Completely agree that the daughter's welfare should come first and maybe he should be focusing on her rather than jumping into another relationship.

Interesting, a couple of posters have said to take things slowly with him. I have been feeling that he is the one taking things at a faster pace that what I am comfortable with in any situation, let alone where there is a bereavement. The more I think about it, I am not sure if it is a case of feeling lonely or there is a part of him where he does think he has moved on and wants a new relationship. He has said that our relationship is completely different from what he had and he is happy with that.

As for the mother, it is not that he has photos of her on facebook and he does the hobby with her that is causing me concern. It is the amount of time he seems to have spent with her and the closeness. I don't think it is a case that he has removed photos of his wife as there are photos of her. It is that the mother is there too. He has said that he hasn't been on many holidays and told me where he has been. These photos of the holidays are on facebook but the mother is there too.

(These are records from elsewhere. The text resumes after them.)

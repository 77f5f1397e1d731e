//! Port abstraction for pantry item persistence adapters and their errors.

use async_trait::async_trait;

use crate::domain::item::{FoodItem, ImageUrl, ItemId, NewFoodItem};
use crate::domain::UserId;

use super::define_port_error;

define_port_error! {
    /// Persistence errors raised by item repository adapters.
    pub enum ItemRepositoryError {
        /// Repository connection could not be established.
        Connection { message: String } => "item repository connection failed: {message}",
        /// Query or mutation failed during execution.
        Query { message: String } => "item repository query failed: {message}",
    }
}

/// Port for the pantry item store.
///
/// No transactions: every operation touches a single record. `delete` is
/// idempotent; removing an id that is already gone succeeds silently, so
/// concurrent passes over the same pantry cannot trip each other up.
#[cfg_attr(test, mockall::automock)]
#[async_trait]
pub trait ItemRepository: Send + Sync {
    /// Fetch every item belonging to one owner, in no particular order.
    async fn list_for_owner(&self, owner: &UserId) -> Result<Vec<FoodItem>, ItemRepositoryError>;

    /// Insert a new item and return its store-assigned identifier.
    async fn insert(&self, item: &NewFoodItem) -> Result<ItemId, ItemRepositoryError>;

    /// Remove an item if present; a missing id is a successful no-op.
    async fn delete(&self, id: ItemId) -> Result<(), ItemRepositoryError>;

    /// Backfill the display image for an item.
    async fn update_image(&self, id: ItemId, image: &ImageUrl) -> Result<(), ItemRepositoryError>;
}
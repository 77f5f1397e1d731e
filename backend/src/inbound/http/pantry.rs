//! Pantry view handler.
//!
//! `GET /api/v1/pantry` runs the expiry reconciler for the session user and
//! returns the enriched items plus bucket counters. Reconciliation happens on
//! this request path only; there is no background job.

use actix_web::{get, web};

use crate::domain::{Error, PantryView};
use crate::inbound::http::session::SessionContext;
use crate::inbound::http::state::HttpState;
use crate::inbound::http::ApiResult;

/// Reconcile and return the session user's pantry.
#[utoipa::path(
    get,
    path = "/api/v1/pantry",
    responses(
        (status = 200, description = "Reconciled pantry", body = PantryView),
        (status = 401, description = "Unauthorised", body = Error),
        (status = 503, description = "Item store unavailable", body = Error),
        (status = 500, description = "Internal server error", body = Error)
    ),
    tags = ["pantry"],
    operation_id = "viewPantry"
)]
#[get("/pantry")]
pub async fn view_pantry(
    state: web::Data<HttpState>,
    session: SessionContext,
) -> ApiResult<web::Json<PantryView>> {
    let owner = session.require_user_id()?;
    let view = state.pantry.view_pantry(&owner).await?;
    Ok(web::Json(view))
}
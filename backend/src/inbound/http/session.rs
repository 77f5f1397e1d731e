//! Session helpers to keep HTTP handlers free of framework-specific logic.
//!
//! Provides a thin wrapper around Actix sessions so handlers only deal with
//! domain-friendly operations such as persisting or retrieving a user id.

use actix_session::Session;
use actix_web::{dev::Payload, FromRequest, HttpRequest};
use futures_util::future::LocalBoxFuture;

use crate::domain::{Error, UserId};

pub(crate) const USER_ID_KEY: &str = "user_id";

/// Newtype wrapper that exposes higher-level session operations.
#[derive(Clone)]
pub struct SessionContext(Session);

impl SessionContext {
    /// Construct a new wrapper from the underlying Actix session.
    pub fn new(session: Session) -> Self {
        Self(session)
    }

    /// Persist the authenticated user's id in the session cookie.
    pub fn persist_user(&self, user_id: &UserId) -> Result<(), Error> {
        self.0
            .insert(USER_ID_KEY, user_id.as_ref())
            .map_err(|error| Error::internal(format!("failed to persist session: {error}")))
    }

    /// Fetch the current user id from the session, if present.
    pub fn user_id(&self) -> Result<Option<UserId>, Error> {
        let id = self
            .0
            .get::<String>(USER_ID_KEY)
            .map_err(|error| Error::internal(format!("failed to read session: {error}")))?;
        match id {
            Some(raw) => match UserId::new(raw) {
                Ok(id) => Ok(Some(id)),
                Err(error) => {
                    tracing::warn!("invalid user id in session cookie: {error}");
                    Ok(None)
                }
            },
            None => Ok(None),
        }
    }

    /// Require an authenticated user id or return `401 Unauthorized`.
    pub fn require_user_id(&self) -> Result<UserId, Error> {
        self.user_id()?
            .ok_or_else(|| Error::unauthorized("login required"))
    }

    /// Remove every session entry, ending the login.
    pub fn purge(&self) {
        self.0.purge();
    }
}

impl FromRequest for SessionContext {
    type Error = actix_web::Error;
    type Future = LocalBoxFuture<'static, Result<Self, Self::Error>>;

    fn from_request(req: &HttpRequest, payload: &mut Payload) -> Self::Future {
        let fut = Session::from_request(req, payload);
        Box::pin(async move { fut.await.map(SessionContext::new) })
    }
}

#[cfg(test)]
mod tests {
    use super::*;
    use actix_session::Session;
    use actix_web::http::StatusCode;
    use actix_web::{test, web, App, HttpResponse};

    fn session_test_app() -> App<
        impl actix_web::dev::ServiceFactory<
            actix_web::dev::ServiceRequest,
            Config = (),
            Response = actix_web::dev::ServiceResponse,
            Error = actix_web::Error,
            InitError = (),
        >,
    > {
        App::new().wrap(crate::inbound::http::test_utils::test_session_middleware())
    }

    fn fixture_user_id() -> UserId {
        UserId::new("3fa85f64-5717-4562-b3fc-2c963f66afa6").expect("fixture id")
    }

    #[actix_web::test]
    async fn round_trips_user_id() {
        let app = test::init_service(
            session_test_app()
                .route(
                    "/set",
                    web::get().to(|session: SessionContext| async move {
                        session.persist_user(&fixture_user_id())?;
                        Ok::<_, Error>(HttpResponse::Ok())
                    }),
                )
                .route(
                    "/get",
                    web::get().to(|session: SessionContext| async move {
                        let id = session.require_user_id()?;
                        Ok::<_, Error>(HttpResponse::Ok().body(id.to_string()))
                    }),
                ),
        )
        .await;

        let set_res =
            test::call_service(&app, test::TestRequest::get().uri("/set").to_request()).await;
        assert_eq!(set_res.status(), StatusCode::OK);
        let cookie = set_res
            .response()
            .cookies()
            .find(|cookie| cookie.name() == "session")
            .expect("session cookie set");

        let get_res = test::call_service(
            &app,
            test::TestRequest::get()
                .uri("/get")
                .cookie(cookie)
                .to_request(),
        )
        .await;
        assert_eq!(get_res.status(), StatusCode::OK);
        let body = test::read_body(get_res).await;
        assert_eq!(body, "3fa85f64-5717-4562-b3fc-2c963f66afa6");
    }

    #[actix_web::test]
    async fn missing_user_is_unauthorised() {
        let app = test::init_service(session_test_app().route(
            "/require",
            web::get().to(|session: SessionContext| async move {
                let _ = session.require_user_id()?;
                Ok::<_, Error>(HttpResponse::Ok())
            }),
        ))
        .await;

        let res =
            test::call_service(&app, test::TestRequest::get().uri("/require").to_request()).await;
        assert_eq!(res.status(), StatusCode::UNAUTHORIZED);
    }

    #[actix_web::test]
    async fn tampered_user_id_is_unauthorised() {
        let app = test::init_service(
            session_test_app()
                .route(
                    "/set-invalid",
                    web::get().to(|session: Session| async move {
                        session
                            .insert(USER_ID_KEY, "not-a-uuid")
                            .expect("set invalid user id");
                        HttpResponse::Ok()
                    }),
                )
                .route(
                    "/require",
                    web::get().to(|session: SessionContext| async move {
                        let _ = session.require_user_id()?;
                        Ok::<_, Error>(HttpResponse::Ok())
                    }),
                ),
        )
        .await;

        let set_res = test::call_service(
            &app,
            test::TestRequest::get().uri("/set-invalid").to_request(),
        )
        .await;
        let cookie = set_res
            .response()
            .cookies()
            .find(|cookie| cookie.name() == "session")
            .expect("session cookie set");

        let res = test::call_service(
            &app,
            test::TestRequest::get()
                .uri("/require")
                .cookie(cookie)
                .to_request(),
        )
        .await;
        assert_eq!(res.status(), StatusCode::UNAUTHORIZED);
    }

    #[actix_web::test]
    async fn purge_ends_the_login() {
        let app = test::init_service(
            session_test_app()
                .route(
                    "/set",
                    web::get().to(|session: SessionContext| async move {
                        session.persist_user(&fixture_user_id())?;
                        Ok::<_, Error>(HttpResponse::Ok())
                    }),
                )
                .route(
                    "/clear",
                    web::get().to(|session: SessionContext| async move {
                        session.purge();
                        HttpResponse::NoContent()
                    }),
                )
                .route(
                    "/require",
                    web::get().to(|session: SessionContext| async move {
                        let _ = session.require_user_id()?;
                        Ok::<_, Error>(HttpResponse::Ok())
                    }),
                ),
        )
        .await;

        let set_res =
            test::call_service(&app, test::TestRequest::get().uri("/set").to_request()).await;
        let cookie = set_res
            .response()
            .cookies()
            .find(|cookie| cookie.name() == "session")
            .expect("session cookie set");

        let clear_res = test::call_service(
            &app,
            test::TestRequest::get()
                .uri("/clear")
                .cookie(cookie)
                .to_request(),
        )
        .await;
        assert_eq!(clear_res.status(), StatusCode::NO_CONTENT);
        let cleared_cookie = clear_res
            .response()
            .cookies()
            .find(|cookie| cookie.name() == "session")
            .expect("session cookie rewritten");

        let res = test::call_service(
            &app,
            test::TestRequest::get()
                .uri("/require")
                .cookie(cleared_cookie)
                .to_request(),
        )
        .await;
        assert_eq!(res.status(), StatusCode::UNAUTHORIZED);
    }
}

The same with day trips. He has posted during his wife's final months asking for recommendations for places to go and there are photos of these trips. Yet the mother is there too. There is nothing where it is just him and the wife or him, the wife and daughter.

It is not helped by the fact he brought her along to the activity after 4 weeks. That was my first time meeting her and it was all about helping the mother. Since then she has come along two more times and it has been the same. I have also met her for dinner which is fine but it is coming along in the activity. I feel that it is still early days and it should be about getting to know my new man, not enabling his mother to do something that she really cant do.

I don't know if the mother thing is a red flag? Him turning out to be a mummy's boy will be more of an issue in a long run.

I think you're his rebound by the sounds of it. Hence he's moving so fast.